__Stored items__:
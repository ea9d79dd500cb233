//! Download, cache and index Binance historical kline archives.
//!
//! This is a facade crate that re-exports functionality from the klinevault
//! workspace crates and ties them together: [`open_range`] makes sure every
//! shard covering a window is on disk and returns a [`HistoricDataset`] over
//! exactly the candles in that window.
//!
//! # Quick Start
//!
//! ```ignore
//! use klinevault_lib::prelude::*;
//!
//! #[tokio::main]
//! async fn main() -> Result<(), Box<dyn std::error::Error>> {
//!     let config = VaultConfig::from_env()?;
//!     let client = DownloadClient::with_defaults()?;
//!     let window = TimeWindow::new(
//!         Some("2023-01-01T00:00:00Z".parse()?),
//!         Some("2023-03-01T00:00:00Z".parse()?),
//!     )?;
//!
//!     let mut dataset = open_range(&client, &config, Symbol::new("ACMUSDT")?, window).await?;
//!     for candle in dataset.iter() {
//!         println!("{}", candle?.close);
//!     }
//!     Ok(())
//! }
//! ```

#![cfg_attr(docsrs, feature(doc_cfg, doc_auto_cfg))]
#![warn(missing_docs)]
#![forbid(unsafe_code)]

// Re-export core types
pub use klinevault_types::*;

// Re-export the dataset
pub use klinevault_dataset::{
    Cursor, HistoricDataset, LogicalIndex, Rows, ShardLengthCache, count_rows, load_shard,
};

// Re-export fetch functionality
#[cfg(feature = "fetch")]
pub use klinevault_fetch::{
    ArchiveSource, ClientConfig, DownloadClient, DownloadError, Downloader, ExtractError,
    ListingQuery, NoProgress, PlanRequest, PlannedDownload, ProgressObserver, SymbolShards,
    extract_single_csv, fetch_shard, list_available_dates, list_available_dates_at,
    plan_downloads, plan_downloads_at,
};

#[cfg(feature = "fetch")]
mod open;

#[cfg(feature = "fetch")]
pub use open::{open_all, open_range, open_range_at};

/// Prelude module for convenient imports.
///
/// ```
/// use klinevault_lib::prelude::*;
/// ```
pub mod prelude {
    pub use klinevault_types::{
        Candle, DataKind, DateKey, Granularity, Interval, Result, ShardKey, Symbol, TimeWindow,
        TradeType, VaultConfig, VaultError,
    };

    pub use klinevault_dataset::{Cursor, HistoricDataset, LogicalIndex};

    #[cfg(feature = "fetch")]
    pub use klinevault_fetch::{
        ArchiveSource, DownloadClient, Downloader, ListingQuery, NoProgress, PlanRequest,
        PlannedDownload, ProgressObserver, SymbolShards, list_available_dates, plan_downloads,
    };

    #[cfg(feature = "fetch")]
    pub use crate::open::{open_all, open_range};
}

__Exercise description__: When a line contains the string "SymbolShards", copy it from the records.

__Task solution__:
    ListingQuery, NoProgress, PlanRequest, PlannedDownload, ProgressObserver, SymbolShards,
        PlannedDownload, ProgressObserver, SymbolShards, list_available_dates, plan_downloads,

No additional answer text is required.